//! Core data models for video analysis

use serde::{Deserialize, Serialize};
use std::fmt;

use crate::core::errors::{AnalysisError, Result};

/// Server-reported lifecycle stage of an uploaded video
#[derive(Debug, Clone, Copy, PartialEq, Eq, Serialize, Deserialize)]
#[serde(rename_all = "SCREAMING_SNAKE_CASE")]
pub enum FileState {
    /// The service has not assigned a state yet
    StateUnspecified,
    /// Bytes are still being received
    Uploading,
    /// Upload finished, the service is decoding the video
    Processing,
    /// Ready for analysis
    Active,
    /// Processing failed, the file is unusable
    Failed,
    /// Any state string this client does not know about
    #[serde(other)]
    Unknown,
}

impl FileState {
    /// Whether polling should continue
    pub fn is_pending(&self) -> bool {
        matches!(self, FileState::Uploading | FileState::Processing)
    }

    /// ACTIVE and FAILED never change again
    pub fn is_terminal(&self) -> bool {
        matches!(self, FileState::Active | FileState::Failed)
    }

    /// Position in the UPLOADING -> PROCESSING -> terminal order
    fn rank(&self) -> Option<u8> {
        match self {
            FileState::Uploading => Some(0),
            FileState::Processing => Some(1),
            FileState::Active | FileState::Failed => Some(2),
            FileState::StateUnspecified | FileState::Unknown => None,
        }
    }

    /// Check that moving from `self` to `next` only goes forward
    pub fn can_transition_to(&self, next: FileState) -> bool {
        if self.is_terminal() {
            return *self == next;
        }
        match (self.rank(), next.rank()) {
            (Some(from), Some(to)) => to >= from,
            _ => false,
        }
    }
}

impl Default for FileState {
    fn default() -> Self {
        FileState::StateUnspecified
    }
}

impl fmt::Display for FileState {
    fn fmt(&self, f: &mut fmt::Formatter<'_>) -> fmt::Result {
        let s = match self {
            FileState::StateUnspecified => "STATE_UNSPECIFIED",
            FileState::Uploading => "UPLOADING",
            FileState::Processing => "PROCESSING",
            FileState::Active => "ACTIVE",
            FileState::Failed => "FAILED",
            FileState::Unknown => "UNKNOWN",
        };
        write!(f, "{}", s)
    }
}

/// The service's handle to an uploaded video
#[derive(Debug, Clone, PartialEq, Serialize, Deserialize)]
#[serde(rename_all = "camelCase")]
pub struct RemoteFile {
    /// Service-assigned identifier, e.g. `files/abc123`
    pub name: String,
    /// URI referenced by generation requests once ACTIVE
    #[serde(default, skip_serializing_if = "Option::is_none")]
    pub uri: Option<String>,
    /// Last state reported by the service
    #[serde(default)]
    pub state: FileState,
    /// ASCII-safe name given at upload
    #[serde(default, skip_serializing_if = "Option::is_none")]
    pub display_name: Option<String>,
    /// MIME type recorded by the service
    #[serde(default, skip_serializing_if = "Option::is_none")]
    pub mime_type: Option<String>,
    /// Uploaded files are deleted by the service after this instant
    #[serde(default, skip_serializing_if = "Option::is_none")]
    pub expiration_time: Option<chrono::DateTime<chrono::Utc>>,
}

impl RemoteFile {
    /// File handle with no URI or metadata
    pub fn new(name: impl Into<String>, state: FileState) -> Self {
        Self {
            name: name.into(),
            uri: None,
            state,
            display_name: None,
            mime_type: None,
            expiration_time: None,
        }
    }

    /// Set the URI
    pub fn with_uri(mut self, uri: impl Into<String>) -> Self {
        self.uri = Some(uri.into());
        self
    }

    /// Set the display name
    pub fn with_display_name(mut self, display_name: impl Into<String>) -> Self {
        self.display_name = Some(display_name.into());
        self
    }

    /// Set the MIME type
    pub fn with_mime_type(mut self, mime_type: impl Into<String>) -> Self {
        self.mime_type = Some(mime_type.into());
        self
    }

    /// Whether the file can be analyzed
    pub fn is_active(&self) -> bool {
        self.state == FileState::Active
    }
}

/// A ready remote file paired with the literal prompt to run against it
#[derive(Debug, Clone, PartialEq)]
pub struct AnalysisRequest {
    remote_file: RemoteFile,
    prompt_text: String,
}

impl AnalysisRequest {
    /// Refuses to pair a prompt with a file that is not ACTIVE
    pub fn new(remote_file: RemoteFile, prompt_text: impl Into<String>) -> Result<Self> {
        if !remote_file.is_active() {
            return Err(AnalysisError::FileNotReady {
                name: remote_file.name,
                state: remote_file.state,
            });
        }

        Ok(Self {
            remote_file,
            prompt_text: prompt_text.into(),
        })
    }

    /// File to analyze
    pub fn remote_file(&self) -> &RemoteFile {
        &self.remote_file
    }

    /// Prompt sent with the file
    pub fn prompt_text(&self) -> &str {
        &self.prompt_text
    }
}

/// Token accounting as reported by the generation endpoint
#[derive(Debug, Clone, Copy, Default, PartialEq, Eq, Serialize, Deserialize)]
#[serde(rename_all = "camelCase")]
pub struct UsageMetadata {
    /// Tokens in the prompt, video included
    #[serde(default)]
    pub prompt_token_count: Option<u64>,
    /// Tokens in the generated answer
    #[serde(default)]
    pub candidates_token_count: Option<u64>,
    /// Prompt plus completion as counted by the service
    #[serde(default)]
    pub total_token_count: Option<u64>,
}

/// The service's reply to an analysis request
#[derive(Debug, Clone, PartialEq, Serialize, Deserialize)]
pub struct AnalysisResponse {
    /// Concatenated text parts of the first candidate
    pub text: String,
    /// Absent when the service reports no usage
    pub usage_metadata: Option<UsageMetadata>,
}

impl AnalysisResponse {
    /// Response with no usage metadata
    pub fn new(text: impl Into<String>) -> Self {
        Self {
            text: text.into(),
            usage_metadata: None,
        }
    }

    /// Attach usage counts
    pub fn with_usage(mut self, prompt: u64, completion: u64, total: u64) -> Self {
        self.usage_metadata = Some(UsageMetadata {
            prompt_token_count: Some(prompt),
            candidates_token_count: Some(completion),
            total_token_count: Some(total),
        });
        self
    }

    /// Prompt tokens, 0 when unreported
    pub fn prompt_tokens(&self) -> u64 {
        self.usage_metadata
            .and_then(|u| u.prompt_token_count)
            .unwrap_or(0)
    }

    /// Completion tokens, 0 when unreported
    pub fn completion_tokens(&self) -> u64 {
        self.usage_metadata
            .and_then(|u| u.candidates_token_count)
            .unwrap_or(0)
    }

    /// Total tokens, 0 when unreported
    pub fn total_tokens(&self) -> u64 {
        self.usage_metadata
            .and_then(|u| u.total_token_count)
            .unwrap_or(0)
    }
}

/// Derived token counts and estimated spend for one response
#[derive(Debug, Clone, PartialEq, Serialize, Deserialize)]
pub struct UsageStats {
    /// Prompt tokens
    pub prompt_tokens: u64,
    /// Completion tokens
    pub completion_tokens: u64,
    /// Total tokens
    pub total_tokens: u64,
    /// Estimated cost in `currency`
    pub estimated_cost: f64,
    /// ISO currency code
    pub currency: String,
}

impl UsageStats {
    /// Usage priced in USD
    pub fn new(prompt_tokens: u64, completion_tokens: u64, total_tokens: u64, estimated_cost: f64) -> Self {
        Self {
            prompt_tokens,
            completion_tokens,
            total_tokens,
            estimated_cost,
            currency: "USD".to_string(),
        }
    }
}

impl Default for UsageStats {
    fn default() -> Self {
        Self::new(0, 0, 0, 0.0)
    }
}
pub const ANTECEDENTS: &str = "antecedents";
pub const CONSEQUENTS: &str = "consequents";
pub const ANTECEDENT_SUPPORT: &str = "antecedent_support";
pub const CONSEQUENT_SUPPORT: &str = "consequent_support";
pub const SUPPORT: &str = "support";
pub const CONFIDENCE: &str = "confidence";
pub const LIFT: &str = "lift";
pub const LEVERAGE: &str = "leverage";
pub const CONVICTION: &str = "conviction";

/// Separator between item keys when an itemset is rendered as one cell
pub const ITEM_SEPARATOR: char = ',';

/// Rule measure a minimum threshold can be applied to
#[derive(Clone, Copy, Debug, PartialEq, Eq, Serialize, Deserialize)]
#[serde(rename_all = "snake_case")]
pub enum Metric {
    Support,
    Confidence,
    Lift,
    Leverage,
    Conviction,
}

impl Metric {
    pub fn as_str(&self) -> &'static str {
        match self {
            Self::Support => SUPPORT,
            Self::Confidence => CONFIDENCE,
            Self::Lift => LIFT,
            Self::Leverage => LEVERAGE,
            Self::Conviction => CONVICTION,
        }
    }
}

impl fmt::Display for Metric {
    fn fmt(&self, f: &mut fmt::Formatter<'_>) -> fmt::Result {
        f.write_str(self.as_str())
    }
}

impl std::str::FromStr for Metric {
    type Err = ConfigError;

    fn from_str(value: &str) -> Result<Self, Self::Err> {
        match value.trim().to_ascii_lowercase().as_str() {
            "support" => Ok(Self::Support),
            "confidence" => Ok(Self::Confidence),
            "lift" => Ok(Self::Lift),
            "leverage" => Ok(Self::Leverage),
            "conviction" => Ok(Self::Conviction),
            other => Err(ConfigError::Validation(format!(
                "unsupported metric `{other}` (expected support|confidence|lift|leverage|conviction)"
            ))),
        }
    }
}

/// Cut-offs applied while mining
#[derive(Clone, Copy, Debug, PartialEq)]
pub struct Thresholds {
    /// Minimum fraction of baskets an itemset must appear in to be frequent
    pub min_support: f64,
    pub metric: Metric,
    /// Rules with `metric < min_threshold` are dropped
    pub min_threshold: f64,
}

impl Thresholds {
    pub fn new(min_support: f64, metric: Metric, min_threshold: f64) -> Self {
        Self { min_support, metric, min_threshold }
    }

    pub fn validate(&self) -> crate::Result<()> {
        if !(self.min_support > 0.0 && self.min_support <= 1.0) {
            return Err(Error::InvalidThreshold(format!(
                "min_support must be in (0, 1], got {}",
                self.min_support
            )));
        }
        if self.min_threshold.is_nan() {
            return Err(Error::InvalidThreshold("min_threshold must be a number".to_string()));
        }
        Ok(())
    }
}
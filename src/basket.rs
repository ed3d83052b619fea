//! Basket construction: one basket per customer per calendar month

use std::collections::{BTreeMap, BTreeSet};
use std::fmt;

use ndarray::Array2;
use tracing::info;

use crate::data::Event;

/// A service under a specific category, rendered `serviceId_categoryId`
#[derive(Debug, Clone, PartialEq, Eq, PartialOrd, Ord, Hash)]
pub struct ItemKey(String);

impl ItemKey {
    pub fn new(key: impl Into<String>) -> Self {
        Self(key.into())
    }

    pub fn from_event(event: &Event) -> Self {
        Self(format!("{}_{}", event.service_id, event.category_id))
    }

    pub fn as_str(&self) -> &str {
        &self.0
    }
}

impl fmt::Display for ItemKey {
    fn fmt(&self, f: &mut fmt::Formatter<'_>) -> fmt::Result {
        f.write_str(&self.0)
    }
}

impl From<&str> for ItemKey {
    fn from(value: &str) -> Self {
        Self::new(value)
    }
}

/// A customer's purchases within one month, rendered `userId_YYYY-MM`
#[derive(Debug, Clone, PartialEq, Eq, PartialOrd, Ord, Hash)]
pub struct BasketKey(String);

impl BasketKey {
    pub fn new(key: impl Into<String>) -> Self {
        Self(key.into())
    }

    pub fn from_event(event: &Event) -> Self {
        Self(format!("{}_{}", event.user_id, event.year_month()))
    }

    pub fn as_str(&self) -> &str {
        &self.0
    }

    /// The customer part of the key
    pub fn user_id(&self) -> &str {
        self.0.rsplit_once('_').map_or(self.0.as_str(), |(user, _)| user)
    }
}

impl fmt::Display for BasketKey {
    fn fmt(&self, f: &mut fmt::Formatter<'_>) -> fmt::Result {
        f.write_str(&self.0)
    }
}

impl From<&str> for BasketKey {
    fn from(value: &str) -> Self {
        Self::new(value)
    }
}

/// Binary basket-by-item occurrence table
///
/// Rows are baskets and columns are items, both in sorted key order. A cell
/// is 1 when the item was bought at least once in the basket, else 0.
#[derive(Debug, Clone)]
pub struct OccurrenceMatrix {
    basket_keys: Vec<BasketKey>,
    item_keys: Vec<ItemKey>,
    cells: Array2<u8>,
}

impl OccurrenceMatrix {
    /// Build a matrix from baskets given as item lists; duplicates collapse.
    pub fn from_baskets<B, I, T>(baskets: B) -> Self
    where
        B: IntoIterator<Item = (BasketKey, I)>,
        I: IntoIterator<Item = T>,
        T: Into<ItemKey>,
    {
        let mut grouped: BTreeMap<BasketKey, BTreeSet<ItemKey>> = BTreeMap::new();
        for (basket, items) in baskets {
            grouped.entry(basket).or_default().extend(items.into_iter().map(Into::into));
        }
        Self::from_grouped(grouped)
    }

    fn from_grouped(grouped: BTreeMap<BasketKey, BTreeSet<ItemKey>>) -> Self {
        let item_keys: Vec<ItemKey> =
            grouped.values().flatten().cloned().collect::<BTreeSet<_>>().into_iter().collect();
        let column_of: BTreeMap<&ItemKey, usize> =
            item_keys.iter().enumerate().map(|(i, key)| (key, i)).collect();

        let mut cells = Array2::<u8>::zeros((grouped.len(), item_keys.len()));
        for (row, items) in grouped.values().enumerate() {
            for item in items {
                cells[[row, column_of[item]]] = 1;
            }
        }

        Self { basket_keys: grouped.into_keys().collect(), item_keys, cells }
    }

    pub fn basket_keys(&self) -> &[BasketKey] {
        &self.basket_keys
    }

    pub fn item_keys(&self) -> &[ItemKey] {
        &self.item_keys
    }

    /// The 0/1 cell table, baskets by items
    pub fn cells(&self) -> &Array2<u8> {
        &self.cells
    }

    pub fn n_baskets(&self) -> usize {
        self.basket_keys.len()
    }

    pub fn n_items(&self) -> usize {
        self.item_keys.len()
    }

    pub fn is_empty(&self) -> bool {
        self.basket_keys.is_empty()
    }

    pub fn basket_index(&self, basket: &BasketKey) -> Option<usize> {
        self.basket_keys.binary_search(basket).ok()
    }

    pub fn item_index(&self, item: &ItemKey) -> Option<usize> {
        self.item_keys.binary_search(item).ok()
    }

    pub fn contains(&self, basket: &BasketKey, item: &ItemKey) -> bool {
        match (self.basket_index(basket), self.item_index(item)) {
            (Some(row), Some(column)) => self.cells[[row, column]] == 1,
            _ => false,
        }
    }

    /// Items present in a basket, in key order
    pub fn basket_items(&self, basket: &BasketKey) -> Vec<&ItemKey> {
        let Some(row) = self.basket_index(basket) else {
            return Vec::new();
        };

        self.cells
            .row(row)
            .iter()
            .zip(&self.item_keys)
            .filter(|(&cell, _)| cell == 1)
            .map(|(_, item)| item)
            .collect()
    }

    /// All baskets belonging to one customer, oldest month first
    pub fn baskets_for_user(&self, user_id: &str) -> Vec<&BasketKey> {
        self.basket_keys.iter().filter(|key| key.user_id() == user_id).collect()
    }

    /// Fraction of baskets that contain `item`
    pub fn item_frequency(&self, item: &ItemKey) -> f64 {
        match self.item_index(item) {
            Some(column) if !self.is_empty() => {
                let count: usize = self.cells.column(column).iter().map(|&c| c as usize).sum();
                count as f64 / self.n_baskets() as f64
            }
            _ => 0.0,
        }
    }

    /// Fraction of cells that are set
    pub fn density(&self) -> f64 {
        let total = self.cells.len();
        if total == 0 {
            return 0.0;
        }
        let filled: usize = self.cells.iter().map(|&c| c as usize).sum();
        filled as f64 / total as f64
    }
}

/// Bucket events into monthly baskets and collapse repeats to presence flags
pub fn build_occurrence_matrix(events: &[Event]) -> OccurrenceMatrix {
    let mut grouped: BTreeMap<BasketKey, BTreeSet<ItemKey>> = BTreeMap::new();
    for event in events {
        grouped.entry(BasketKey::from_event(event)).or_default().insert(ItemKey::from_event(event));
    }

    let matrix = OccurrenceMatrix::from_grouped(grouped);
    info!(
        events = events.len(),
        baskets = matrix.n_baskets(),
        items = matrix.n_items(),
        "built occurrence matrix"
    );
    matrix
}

****************

What needs to be done - Give back exactly the lines from the first line of the records through the line holding "not know about", including both of those lines and leaving out all others.

Task answer -
//! Core data models for video analysis

use serde::{Deserialize, Serialize};
use std::fmt;

use crate::core::errors::{AnalysisError, Result};

/// Server-reported lifecycle stage of an uploaded video
#[derive(Debug, Clone, Copy, PartialEq, Eq, Serialize, Deserialize)]
#[serde(rename_all = "SCREAMING_SNAKE_CASE")]
pub enum FileState {
    /// The service has not assigned a state yet
    StateUnspecified,
    /// Bytes are still being received
    Uploading,
    /// Upload finished, the service is decoding the video
    Processing,
    /// Ready for analysis
    Active,
    /// Processing failed, the file is unusable
    Failed,
    /// Any state string this client does not know about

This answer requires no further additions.